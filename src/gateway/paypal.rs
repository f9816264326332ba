//! PayPal REST adapter
//!
//! Thin typed wrappers over the orders/payments surface plus OAuth token
//! caching. The cached token is the only process-wide mutable state; refresh
//! is idempotent, so concurrent callers may race it safely.

use crate::config::PayPalConfig;
use crate::gateway::error::{GatewayError, GatewayResult};
use crate::gateway::http::{GatewayHttpClient, RequestAuth, RequestBody};
use crate::gateway::types::{
    CaptureDetails, CreateOrderRequest, CreatedOrder, GatewayEvent, GatewayEventKind,
    GatewayOrder, GatewayOrderStatus, Money, PayerIdentity, RefundDetails, WebhookHeaders,
    WebhookVerification,
};
use crate::gateway::PaymentGateway;
use async_trait::async_trait;
use serde::Deserialize;
use serde_json::Value as JsonValue;
use sha2::{Digest, Sha256};
use std::time::{Duration, Instant, SystemTime, UNIX_EPOCH};
use tokio::sync::RwLock;
use tracing::{info, warn};
use uuid::Uuid;

/// Access token with its refresh deadline
#[derive(Debug, Clone)]
struct CachedToken {
    access_token: String,
    expires_at: Instant,
}

pub struct PayPalGateway {
    config: PayPalConfig,
    http: GatewayHttpClient,
    token: RwLock<Option<CachedToken>>,
}

impl PayPalGateway {
    pub fn new(config: PayPalConfig) -> GatewayResult<Self> {
        let http =
            GatewayHttpClient::new(Duration::from_secs(config.timeout_secs), config.max_retries)?;
        Ok(Self {
            config,
            http,
            token: RwLock::new(None),
        })
    }

    fn endpoint(&self, path: &str) -> String {
        format!("{}{}", self.config.base_url, path)
    }

    /// Return a valid bearer token, re-acquiring when the cache is empty or
    /// past its deadline. The deadline is the gateway-reported lifetime minus
    /// the configured safety margin.
    async fn access_token(&self) -> GatewayResult<String> {
        if self.config.client_id.is_empty() || self.config.client_secret.is_empty() {
            return Err(GatewayError::CredentialsMissing);
        }

        {
            let cached = self.token.read().await;
            if let Some(token) = cached.as_ref() {
                if Instant::now() < token.expires_at {
                    return Ok(token.access_token.clone());
                }
            }
        }

        let response: TokenResponse = self
            .http
            .request_json(
                reqwest::Method::POST,
                &self.endpoint("/v1/oauth2/token"),
                RequestAuth::Basic {
                    username: &self.config.client_id,
                    password: &self.config.client_secret,
                },
                RequestBody::Form(&[("grant_type", "client_credentials")]),
                &[],
            )
            .await?;

        let lifetime = response
            .expires_in
            .saturating_sub(self.config.token_safety_margin_secs);
        let token = CachedToken {
            access_token: response.access_token.clone(),
            expires_at: Instant::now() + Duration::from_secs(lifetime.max(1)),
        };

        let mut cached = self.token.write().await;
        *cached = Some(token);
        info!(expires_in = response.expires_in, "gateway access token refreshed");

        Ok(response.access_token)
    }

    fn approve_link(links: &[LinkDescription]) -> Option<String> {
        links
            .iter()
            .find(|l| l.rel == "approve" || l.rel == "payer-action")
            .map(|l| l.href.clone())
    }

    fn first_capture(order: &OrderResponse) -> Option<&CaptureResponse> {
        order
            .purchase_units
            .first()
            .and_then(|unit| unit.payments.as_ref())
            .and_then(|payments| payments.captures.first())
    }
}
//! Unified error handling for the visapass backend
//!
//! One `AppError` type carries every failure across the API boundary, with
//! HTTP status mapping, machine-readable error codes, and user-safe messages.

use serde::{Deserialize, Serialize};
use std::fmt;

/// Error codes surfaced to clients for programmatic handling
#[derive(Debug, Clone, Serialize, Deserialize, PartialEq, Eq)]
pub enum ErrorCode {
    // Domain errors (4xx)
    #[serde(rename = "NOT_FOUND")]
    NotFound,
    #[serde(rename = "INVALID_STATE")]
    InvalidState,
    #[serde(rename = "CONFLICT")]
    Conflict,
    #[serde(rename = "UNAUTHORIZED")]
    Unauthorized,
    #[serde(rename = "RESOURCE_EXHAUSTED")]
    ResourceExhausted,

    // Infrastructure errors (5xx)
    #[serde(rename = "DATABASE_ERROR")]
    DatabaseError,
    #[serde(rename = "CONFIGURATION_ERROR")]
    ConfigurationError,

    // External errors
    #[serde(rename = "GATEWAY_ERROR")]
    GatewayError,
    #[serde(rename = "WEBHOOK_VERIFICATION_FAILED")]
    WebhookVerificationFailed,

    // Generic
    #[serde(rename = "INTERNAL_ERROR")]
    InternalError,
    #[serde(rename = "VALIDATION_ERROR")]
    ValidationError,
}

/// Domain-specific business logic errors
#[derive(Debug, Clone)]
pub enum DomainError {
    /// Application with the given identifier does not exist
    ApplicationNotFound { application_id: String },
    /// Payment with the given identifier does not exist
    PaymentNotFound { payment_id: String },
    /// Additional-applicant index is out of range
    ApplicantNotFound { index: usize },
    /// Operation is not valid for the entity's current state
    InvalidState {
        entity: &'static str,
        current: String,
        operation: &'static str,
    },
    /// Another open payment already exists for the application
    OpenPaymentExists { application_id: String },
    /// Email does not match the application owner
    EmailMismatch { application_id: String },
    /// Identifier allocation exhausted its retry budget
    IdAllocationExhausted { attempts: u32 },
}

/// Infrastructure-level errors (storage, configuration)
#[derive(Debug, Clone)]
pub enum InfrastructureError {
    /// Storage read/write failure
    Database { message: String, is_retryable: bool },
    /// Missing or invalid configuration
    Configuration { message: String },
}

/// External service errors (payment gateway)
#[derive(Debug, Clone)]
pub enum ExternalError {
    /// Payment gateway call failed or returned an unexpected shape
    Gateway { message: String, is_retryable: bool },
    /// Webhook signature could not be verified
    WebhookVerification { message: String },
}

/// Input validation errors
#[derive(Debug, Clone)]
pub enum ValidationError {
    /// Required field missing
    MissingField { field: String },
    /// Field value is malformed or out of range
    InvalidField { field: String, reason: String },
    /// Passport country is not in the supported set
    UnsupportedCountry { country: String },
}

/// Unified application error type
#[derive(Debug, Clone)]
pub struct AppError {
    pub kind: AppErrorKind,
    pub request_id: Option<String>,
    pub context: Option<String>,
}

#[derive(Debug, Clone)]
pub enum AppErrorKind {
    Domain(DomainError),
    Infrastructure(InfrastructureError),
    External(ExternalError),
    Validation(ValidationError),
}

impl AppError {
    pub fn new(kind: AppErrorKind) -> Self {
        Self {
            kind,
            request_id: None,
            context: None,
        }
    }

    pub fn with_request_id(mut self, request_id: impl Into<String>) -> Self {
        self.request_id = Some(request_id.into());
        self
    }

    pub fn with_context(mut self, context: impl Into<String>) -> Self {
        self.context = Some(context.into());
        self
    }

    pub fn application_not_found(application_id: impl Into<String>) -> Self {
        Self::new(AppErrorKind::Domain(DomainError::ApplicationNotFound {
            application_id: application_id.into(),
        }))
    }

    pub fn payment_not_found(payment_id: impl Into<String>) -> Self {
        Self::new(AppErrorKind::Domain(DomainError::PaymentNotFound {
            payment_id: payment_id.into(),
        }))
    }

    pub fn invalid_state(
        entity: &'static str,
        current: impl Into<String>,
        operation: &'static str,
    ) -> Self {
        Self::new(AppErrorKind::Domain(DomainError::InvalidState {
            entity,
            current: current.into(),
            operation,
        }))
    }

    pub fn validation(field: impl Into<String>, reason: impl Into<String>) -> Self {
        Self::new(AppErrorKind::Validation(ValidationError::InvalidField {
            field: field.into(),
            reason: reason.into(),
        }))
    }

    pub fn gateway(message: impl Into<String>, is_retryable: bool) -> Self {
        Self::new(AppErrorKind::External(ExternalError::Gateway {
            message: message.into(),
            is_retryable,
        }))
    }

    /// Map error to HTTP status code
    pub fn status_code(&self) -> u16 {
        match &self.kind {
            AppErrorKind::Domain(err) => match err {
                DomainError::ApplicationNotFound { .. }
                | DomainError::PaymentNotFound { .. }
                | DomainError::ApplicantNotFound { .. } => 404,
                DomainError::InvalidState { .. } | DomainError::OpenPaymentExists { .. } => 400,
                DomainError::EmailMismatch { .. } => 403,
                DomainError::IdAllocationExhausted { .. } => 500,
            },
            AppErrorKind::Infrastructure(_) => 500,
            AppErrorKind::External(err) => match err {
                ExternalError::Gateway { .. } => 500,
                ExternalError::WebhookVerification { .. } => 400,
            },
            AppErrorKind::Validation(_) => 400,
        }
    }

    /// Get error code for client handling
    pub fn error_code(&self) -> ErrorCode {
        match &self.kind {
            AppErrorKind::Domain(err) => match err {
                DomainError::ApplicationNotFound { .. }
                | DomainError::PaymentNotFound { .. }
                | DomainError::ApplicantNotFound { .. } => ErrorCode::NotFound,
                DomainError::InvalidState { .. } => ErrorCode::InvalidState,
                DomainError::OpenPaymentExists { .. } => ErrorCode::Conflict,
                DomainError::EmailMismatch { .. } => ErrorCode::Unauthorized,
                DomainError::IdAllocationExhausted { .. } => ErrorCode::ResourceExhausted,
            },
            AppErrorKind::Infrastructure(err) => match err {
                InfrastructureError::Database { .. } => ErrorCode::DatabaseError,
                InfrastructureError::Configuration { .. } => ErrorCode::ConfigurationError,
            },
            AppErrorKind::External(err) => match err {
                ExternalError::Gateway { .. } => ErrorCode::GatewayError,
                ExternalError::WebhookVerification { .. } => ErrorCode::WebhookVerificationFailed,
            },
            AppErrorKind::Validation(_) => ErrorCode::ValidationError,
        }
    }

    /// Get user-facing error message
    ///
    /// Domain and validation errors carry safe detail; infrastructure and
    /// gateway errors collapse to a generic message (full detail is logged).
    pub fn user_message(&self) -> String {
        match &self.kind {
            AppErrorKind::Domain(err) => match err {
                DomainError::ApplicationNotFound { application_id } => {
                    format!("Application '{}' not found", application_id)
                }
                DomainError::PaymentNotFound { payment_id } => {
                    format!("Payment '{}' not found", payment_id)
                }
                DomainError::ApplicantNotFound { index } => {
                    format!("No additional applicant at index {}", index)
                }
                DomainError::InvalidState {
                    entity,
                    current,
                    operation,
                } => {
                    format!(
                        "Cannot {} while {} is in state '{}'",
                        operation, entity, current
                    )
                }
                DomainError::OpenPaymentExists { application_id } => {
                    format!(
                        "Application '{}' already has a payment in progress",
                        application_id
                    )
                }
                DomainError::EmailMismatch { .. } => {
                    "Email does not match this application".to_string()
                }
                DomainError::IdAllocationExhausted { .. } => {
                    "Could not allocate an application identifier. Please try again".to_string()
                }
            },
            AppErrorKind::Infrastructure(_) => {
                "Service temporarily unavailable. Please try again later".to_string()
            }
            AppErrorKind::External(err) => match err {
                ExternalError::Gateway { is_retryable, .. } => {
                    if *is_retryable {
                        "Payment gateway is temporarily unavailable. Please try again".to_string()
                    } else {
                        "Payment processing failed. Please contact support".to_string()
                    }
                }
                ExternalError::WebhookVerification { .. } => {
                    "Webhook signature verification failed".to_string()
                }
            },
            AppErrorKind::Validation(err) => match err {
                ValidationError::MissingField { field } => {
                    format!("Required field '{}' is missing", field)
                }
                ValidationError::InvalidField { field, reason } => {
                    format!("Invalid value for '{}': {}", field, reason)
                }
                ValidationError::UnsupportedCountry { country } => {
                    format!("Applications from '{}' are not supported", country)
                }
            },
        }
    }

    /// Check if error is retryable
    pub fn is_retryable(&self) -> bool {
        match &self.kind {
            AppErrorKind::Domain(_) | AppErrorKind::Validation(_) => false,
            AppErrorKind::Infrastructure(err) => match err {
                InfrastructureError::Database { is_retryable, .. } => *is_retryable,
                InfrastructureError::Configuration { .. } => false,
            },
            AppErrorKind::External(err) => match err {
                ExternalError::Gateway { is_retryable, .. } => *is_retryable,
                ExternalError::WebhookVerification { .. } => false,
            },
        }
    }
}

impl fmt::Display for AppError {
    fn fmt(&self, f: &mut fmt::Formatter<'_>) -> fmt::Result {
        write!(f, "{}", self.user_message())
    }
}

impl std::error::Error for AppError {}

/// Result type for operations that can fail with AppError
pub type AppResult<T> = Result<T, AppError>;

#[cfg(test)]
mod tests {
    use super::*;

    #[test]
    fn not_found_maps_to_404() {
        let error = AppError::application_not_found("app_123");
        assert_eq!(error.status_code(), 404);
        assert_eq!(error.error_code(), ErrorCode::NotFound);
        assert!(error.user_message().contains("app_123"));
        assert!(!error.is_retryable());
    }

    #[test]
    fn invalid_state_maps_to_400() {
        let error = AppError::invalid_state("application", "started", "submit");
        assert_eq!(error.status_code(), 400);
        assert_eq!(error.error_code(), ErrorCode::InvalidState);
        assert!(error.user_message().contains("submit"));
    }

    #[test]
    fn email_mismatch_maps_to_403() {
        let error = AppError::new(AppErrorKind::Domain(DomainError::EmailMismatch {
            application_id: "app_123".to_string(),
        }));
        assert_eq!(error.status_code(), 403);
        assert_eq!(error.error_code(), ErrorCode::Unauthorized);
    }

    #[test]
    fn gateway_errors_hide_detail() {
        let error = AppError::gateway("upstream returned 500: secret internals", false);
        assert_eq!(error.status_code(), 500);
        assert!(!error.user_message().contains("secret"));
    }

    #[test]
    fn webhook_verification_maps_to_400() {
        let error = AppError::new(AppErrorKind::External(ExternalError::WebhookVerification {
            message: "bad transmission signature".to_string(),
        }));
        assert_eq!(error.status_code(), 400);
        assert_eq!(error.error_code(), ErrorCode::WebhookVerificationFailed);
        assert!(!error.is_retryable());
    }

    #[test]
    fn retryable_gateway_error_says_try_again() {
        let error = AppError::gateway("connect timeout", true);
        assert!(error.is_retryable());
        assert!(error.user_message().contains("try again"));
    }
}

# # # # # # #

Every line from the start of the listing through the line with "use crate::config::PayPalConfig;" should be reproduced exactly, and no other line.

filename src/gateway/paypal.rs
repository f9816264326332ba
//! PayPal REST adapter
//!
//! Thin typed wrappers over the orders/payments surface plus OAuth token
//! caching. The cached token is the only process-wide mutable state; refresh
//! is idempotent, so concurrent callers may race it safely.

use crate::config::PayPalConfig;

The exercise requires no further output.